● PROVIDED DATA:
//! Strongly-typed identifiers used across the domain.

use core::str::FromStr;
use serde::{Deserialize, Serialize};
use uuid::Uuid;

use crate::error::DomainError;

/// Identifier of an aggregate (product, assignment, ...).
#[derive(Debug, Copy, Clone, PartialEq, Eq, Hash, PartialOrd, Ord, Serialize, Deserialize)]
#[serde(transparent)]
pub struct AggregateId(Uuid);

/// Identifier of an employee holding assigned stock. Employees are owned by an
/// external directory; the ledger only references them.
#[derive(Debug, Copy, Clone, PartialEq, Eq, Hash, PartialOrd, Ord, Serialize, Deserialize)]
#[serde(transparent)]
pub struct EmployeeId(Uuid);

macro_rules! impl_uuid_newtype {
    ($t:ty, $name:literal) => {
        impl $t {
            /// New time-ordered (UUIDv7) identifier.
            pub fn new() -> Self {
                Self(Uuid::now_v7())
            }

            pub fn from_uuid(uuid: Uuid) -> Self {
                Self(uuid)
            }

            pub fn as_uuid(&self) -> &Uuid {
                &self.0
            }
        }

        impl Default for $t {
            fn default() -> Self {
                Self::new()
            }
        }

        impl core::fmt::Display for $t {
            fn fmt(&self, f: &mut core::fmt::Formatter<'_>) -> core::fmt::Result {
                core::fmt::Display::fmt(&self.0, f)
            }
        }

        impl From<Uuid> for $t {
            fn from(value: Uuid) -> Self {
                Self(value)
            }
        }

        impl From<$t> for Uuid {
            fn from(value: $t) -> Self {
                value.0
            }
        }

        impl FromStr for $t {
            type Err = DomainError;

            fn from_str(s: &str) -> Result<Self, Self::Err> {
                let uuid = Uuid::from_str(s)
                    .map_err(|e| DomainError::invalid_id(format!("{}: {}", $name, e)))?;
                Ok(Self(uuid))
            }
        }
    };
}

impl_uuid_newtype!(AggregateId, "AggregateId");
impl_uuid_newtype!(EmployeeId, "EmployeeId");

● INSTRUCTIONS TO FOLLOW:
In the entries above, the lines from the one bearing "impl From<$t> for" up to and including the one bearing "let uuid = Uuid::from_str(s)" should be transcribed exactly; no other line is wanted.

● EXPECTED OUTPUT:
        impl From<$t> for Uuid {
            fn from(value: $t) -> Self {
                value.0
            }
        }

        impl FromStr for $t {
            type Err = DomainError;

            fn from_str(s: &str) -> Result<Self, Self::Err> {
                let uuid = Uuid::from_str(s)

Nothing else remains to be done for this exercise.